AOL France, c'est fini

Logo AOL C'est le titre d'une actualité de ZDNet où il est expliqué que les derniers salariés d'AOL France vont être licenciés et les bureaux fermés. C'est la fin d'une ère, et un terrible échec. A titre personnel, c'est aussi la fin d'une longue histoire liée à mes débuts sur Internet.

Internet a commencé à m'intriguer en 1995 ; à l'époque, je passais le bac, j'étais curieux d'informatique[1] et je trouvais l'outil génial. Cependant, mon père refusait de prendre un abonnement : c'était encore hors de prix et il trouvait que l'intérêt était très limité. Il me fallut attendre le début du printemps 1997 pour m'émanciper de la pensée paternelle et me lancer : j'investis l'équivalent d'une centaine d'euros dans un modem 33,6k[2], l'installai dans mon beau PC sous Windows 3.1 et partis à la recherche d'un kit de connexion au réseau.

Je fis plusieurs tentatives avec divers kits comme Club-Internet ou Wanadoo, mais un seul accepta de fonctionner : je faisais mes premiers pas sur Internet grâce à AOL, dans sa version 3.0. A l'époque, AOL faisait déjà hurler les puristes : le logiciel maison enfermait l'utilisateur dans un monde très cloisonné d'aires thématiques (automobile, informatique, cinéma, femmes...). Le réseau aussi était propriétaire[3], l'accès à Internet n'était pas direct : il passait par des passerelles (transparentes pour l'utilisateur, mais avec certaines limitations notamment en terme de performances et de vitesse de connexion). Néanmoins, la découverte du Net était un peu encadrée, et on évitait pas mal d'embûches qui décourageaient les débutants.

Nous n'étions que quelques milliers, et je me souviens d'avoir fêté le 50.000ème puis le 100.000ème abonné, au bout de quelques mois. La croissance était très rapide, AOL devint assez vite l'un des plus gros fournisseurs d'accès.
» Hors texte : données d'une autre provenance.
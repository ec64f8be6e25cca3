//! The fake terminal's command interpreter.
//!
//! A submission is handled in two steps: [`Command::parse`] classifies the raw
//! line, then [`Command::render`] turns it into output lines. [`interpret`]
//! puts the two together and prefixes the framing line so the transcript shows
//! what was typed. Nothing here can fail and nothing is remembered between
//! calls.

mod command;

pub use command::{Command, ECHO_STRIP_LEN};

use chrono::DateTime;
use chrono::Local;

#[cfg(test)]
mod tests;

/// `date` output, e.g. `2024-03-09 07:05:01.250000`.
pub const DATE_FORMAT: &str = "%Y-%m-%d %H:%M:%S%.6f";

pub const FRAMING_PREFIX: &str = ">>> ";

pub const HELP_HEADER: &str = "Available commands:";

#[derive(Debug, Clone, Copy, PartialEq, Eq)]
pub struct BuiltinCommand {
    pub name: &'static str,
    pub args: Option<&'static str>,
    pub description: &'static str,
}

impl BuiltinCommand {
    pub fn help_line(&self) -> String {
        match self.args {
            Some(args) => format!("{} {args} - {}", self.name, self.description),
            None => format!("{} - {}", self.name, self.description),
        }
    }
}

/// Listed by `help` in this order.
pub const BUILTINS: [BuiltinCommand; 3] = [
    BuiltinCommand {
        name: "echo",
        args: Some("[text]"),
        description: "Repeats the text",
    },
    BuiltinCommand {
        name: "help",
        args: None,
        description: "Show this help message",
    },
    BuiltinCommand {
        name: "date",
        args: None,
        description: "Show current date and time",
    },
];

pub fn help_lines() -> Vec<String> {
    let mut lines = Vec::with_capacity(BUILTINS.len() + 1);
    lines.push(HELP_HEADER.to_string());
    lines.extend(BUILTINS.iter().map(BuiltinCommand::help_line));
    lines
}

pub fn framing_line(line: &str) -> String {
    format!("{FRAMING_PREFIX}{line}")
}

impl Command {
    pub fn render(&self, now: DateTime<Local>) -> Vec<String> {
        match self {
            Command::Echo(text) => vec![text.to_string()],
            Command::Help => help_lines(),
            Command::Date => vec![now.format(DATE_FORMAT).to_string()],
            Command::Unknown(line) => vec![format!("Command not recognized: {line}")],
        }
    }
}

/// Runs one command line and returns the framing line followed by its output.
pub fn interpret(line: &str, now: DateTime<Local>) -> Vec<String> {
    let command = Command::parse(line);
    log::debug!("interpreting {} command", command.name().unwrap_or("unknown"));

    let mut output = vec![framing_line(line)];
    output.extend(command.render(now));
    output
}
Pourtant, la tarification des connexions Internet avait de quoi faire pâlir les plus motivés des pionniers ! En ces de préhistoire de l'infosphère, On payait à la durée : nous devions raquer quelque chose comme 3,2 euros[4] pour 3 heures de connexion. Je ne me souviens pas exactement du prix au delà des 3 heures incluses, mais c'était assez prohibitif, Et il fallait ajouter à cela les communications téléphoniques en tarif d'appel national. Par contre, je me souviens très bien de mes premières factures d'AOL et de téléphone, qui étaient astronomiques pour l'étudiant que j'étais (coupdechaud) ...
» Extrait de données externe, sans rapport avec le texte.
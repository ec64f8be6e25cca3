use std::path::PathBuf;

use super::WindowId;

/// Work handed off the UI loop to the actions service.
#[derive(Debug, Clone, PartialEq, Eq)]
pub enum Action {
    OpenFile {
        window_id: WindowId,
        path: PathBuf,
    },
    SaveFile {
        window_id: WindowId,
        path: PathBuf,
        text: String,
    },
}
//! Shutdown and restart wording for the System menu.

#[derive(Debug, Clone, Copy, PartialEq, Eq)]
pub enum PowerAction {
    Shutdown,
    Restart,
}

impl PowerAction {
    pub fn title(&self) -> &'static str {
        match self {
            PowerAction::Shutdown => "Shutdown",
            PowerAction::Restart => "Restart",
        }
    }

    pub fn confirm_prompt(&self) -> &'static str {
        match self {
            PowerAction::Shutdown => "Are you sure you want to shutdown?",
            PowerAction::Restart => "Are you sure you want to restart?",
        }
    }

    /// Shown once the user has confirmed, before the action takes effect.
    pub fn notice(&self) -> &'static str {
        match self {
            PowerAction::Shutdown => "System is powering off...",
            PowerAction::Restart => "System is restarting...",
        }
    }
}
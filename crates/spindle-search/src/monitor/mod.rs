// Copyright (c) 2025 The Spindle contributors.
//
// Permission is hereby granted, free of charge, to any person obtaining
// a copy of this software and associated documentation files (the
// "Software"), to deal in the Software without restriction, including
// without limitation the rights to use, copy, modify, merge, publish,
// distribute, sublicense, and/or sell copies of the Software, and to
// permit persons to whom the Software is furnished to do so, subject to
// the following conditions:
//
// The above copyright notice and this permission notice shall be
// included in all copies or substantial portions of the Software.
//
// THE SOFTWARE IS PROVIDED "AS IS", WITHOUT WARRANTY OF ANY KIND,
// EXPRESS OR IMPLIED, INCLUDING BUT NOT LIMITED TO THE WARRANTIES OF
// MERCHANTABILITY, FITNESS FOR A PARTICULAR PURPOSE AND
// NONINFRINGEMENT. IN NO EVENT SHALL THE AUTHORS OR COPYRIGHT HOLDERS BE
// LIABLE FOR ANY CLAIM, DAMAGES OR OTHER LIABILITY, WHETHER IN AN ACTION
// OF CONTRACT, TORT OR OTHERWISE, ARISING FROM, OUT OF OR IN CONNECTION
// WITH THE SOFTWARE OR THE USE OR OTHER DEALINGS IN THE SOFTWARE.

pub mod no_op;
pub mod search_monitor;
pub mod solution_limit;
pub mod time_limit;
L'un des premiers progrès fut de passer en tarification téléphonique locale (j'en ai bénéficié dès l'été 1997). Un peu plus tard apparurent les forfaits "Tout compris" [5], puis les forfaits "Tout compris illimités" [6] et enfin le salvateur ADSL [7].
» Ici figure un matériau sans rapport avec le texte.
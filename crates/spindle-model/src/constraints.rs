// Copyright (c) 2025 The Spindle contributors.
//
// Permission is hereby granted, free of charge, to any person obtaining
// a copy of this software and associated documentation files (the
// "Software"), to deal in the Software without restriction, including
// without limitation the rights to use, copy, modify, merge, publish,
// distribute, sublicense, and/or sell copies of the Software, and to
// permit persons to whom the Software is furnished to do so, subject to
// the following conditions:
//
// The above copyright notice and this permission notice shall be
// included in all copies or substantial portions of the Software.
//
// THE SOFTWARE IS PROVIDED "AS IS", WITHOUT WARRANTY OF ANY KIND,
// EXPRESS OR IMPLIED, INCLUDING BUT NOT LIMITED TO THE WARRANTIES OF
// MERCHANTABILITY, FITNESS FOR A PARTICULAR PURPOSE AND
// NONINFRINGEMENT. IN NO EVENT SHALL THE AUTHORS OR COPYRIGHT HOLDERS BE
// LIABLE FOR ANY CLAIM, DAMAGES OR OTHER LIABILITY, WHETHER IN AN ACTION
// OF CONTRACT, TORT OR OTHERWISE, ARISING FROM, OUT OF OR IN CONNECTION
// WITH THE SOFTWARE OR THE USE OR OTHER DEALINGS IN THE SOFTWARE.

//! Per-variant usage limits.
//!
//! Callers express limits by variant name; `UsageLimits` resolves them
//! against a catalog exactly once, at construction, so an unknown name
//! fails fast instead of surfacing as a silent no-op during search.
//! Variants without an entry are unconstrained. Limits are unsigned, so
//! a negative maximum is unrepresentable by construction.

use crate::catalog::Catalog;
use crate::error::DesignError;
use crate::index::VariantIndex;

/// Maximum occurrence counts per variant within one candidate.
#[derive(Clone, Debug, PartialEq, Eq)]
pub struct UsageLimits {
    /// Indexed by `VariantIndex`; `None` means unconstrained.
    limits: Vec<Option<u32>>,
}

impl UsageLimits {
    /// No limits: every variant of the catalog is unconstrained.
    pub fn none(catalog: &Catalog) -> Self {
        Self {
            limits: vec![None; catalog.len()],
        }
    }

    /// Builds limits from `(name, max_count)` pairs, validated against
    /// the catalog. Names absent from the pairs stay unconstrained.
    pub fn from_named<'a, I>(catalog: &Catalog, named: I) -> Result<Self, DesignError>
    where
        I: IntoIterator<Item = (&'a str, u32)>,
    {
        let mut limits = vec![None; catalog.len()];
        for (name, max_count) in named {
            let index = catalog
                .find(name)
                .ok_or_else(|| DesignError::UnknownVariant(name.to_owned()))?;
            limits[index.get()] = Some(max_count);
        }
        Ok(Self { limits })
    }

    /// The limit for a variant, or `None` if unconstrained.
    #[inline]
    pub fn limit(&self, index: VariantIndex) -> Option<u32> {
        debug_assert!(
            index.get() < self.limits.len(),
            "called `UsageLimits::limit` with index out of bounds: the len is {} but the index is {}",
            self.limits.len(),
            index.get()
        );
        self.limits[index.get()]
    }

    /// Returns `true` if one more occurrence of `index` stays within the
    /// limit, given `current_count` occurrences so far.
    #[inline]
    pub fn admits_one_more(&self, index: VariantIndex, current_count: u32) -> bool {
        match self.limit(index) {
            Some(max_count) => current_count < max_count,
            None => true,
        }
    }

    /// Returns `true` if every variant carries a limit and the limits
    /// sum to fewer than `positions` — i.e. no complete candidate can
    /// exist. Used as a cheap structural infeasibility check; the search
    /// would discover the same by exhaustion.
    pub fn provably_infeasible(&self, positions: usize) -> bool {
        let mut total: u64 = 0;
        for limit in &self.limits {
            match limit {
                Some(max_count) => total += u64::from(*max_count),
                None => return false,
            }
        }
        total < positions as u64
    }
}

#[cfg(test)]
mod tests {
    use super::*;
    use crate::catalog::Catalog;

    #[test]
    fn test_unknown_name_fails_fast() {
        let catalog = Catalog::rotor_blades();
        let result = UsageLimits::from_named(&catalog, [("kryptonite", 1)]);
        assert_eq!(
            result,
            Err(DesignError::UnknownVariant("kryptonite".to_owned()))
        );
    }

    #[test]
    fn test_absent_names_are_unconstrained() {
        let catalog = Catalog::rotor_blades();
        let limits = UsageLimits::from_named(&catalog, [("stator", 1)]).unwrap();

        let stator = catalog.find("stator").unwrap();
        let steel = catalog.find("steel").unwrap();

        assert_eq!(limits.limit(stator), Some(1));
        assert_eq!(limits.limit(steel), None);

        assert!(limits.admits_one_more(stator, 0));
        assert!(!limits.admits_one_more(stator, 1));
        assert!(limits.admits_one_more(steel, 1_000));
    }

    #[test]
    fn test_zero_limit_bans_a_variant() {
        let catalog = Catalog::rotor_blades();
        let limits = UsageLimits::from_named(&catalog, [("stator", 0)]).unwrap();
        let stator = catalog.find("stator").unwrap();
        assert!(!limits.admits_one_more(stator, 0));
    }

    #[test]
    fn test_provable_infeasibility_needs_every_variant_limited() {
        let catalog = Catalog::new(vec![
            crate::catalog::Variant::new("a", 1.0, 1.0),
            crate::catalog::Variant::new("b", 2.0, 1.0),
        ]);

        let all_limited =
            UsageLimits::from_named(&catalog, [("a", 1), ("b", 1)]).unwrap();
        assert!(all_limited.provably_infeasible(3));
        assert!(!all_limited.provably_infeasible(2));

        let partially_limited = UsageLimits::from_named(&catalog, [("a", 0)]).unwrap();
        assert!(!partially_limited.provably_infeasible(100));
    }
}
Tout n'a pas toujours été rose : comme beaucoup, lors de la mise en place du forfait "Tout compris illimité" à l'automne 2000, j'ai eu beaucoup de mal à me connecter pendant plusieurs mois. J'ai aussi manqué de craquer quand AOL a mis 5 mois pour me livrer ma box... Mais dans l'ensemble, j'étais satisfait d'AOL et certaines fonctions étaient vraiment sympa.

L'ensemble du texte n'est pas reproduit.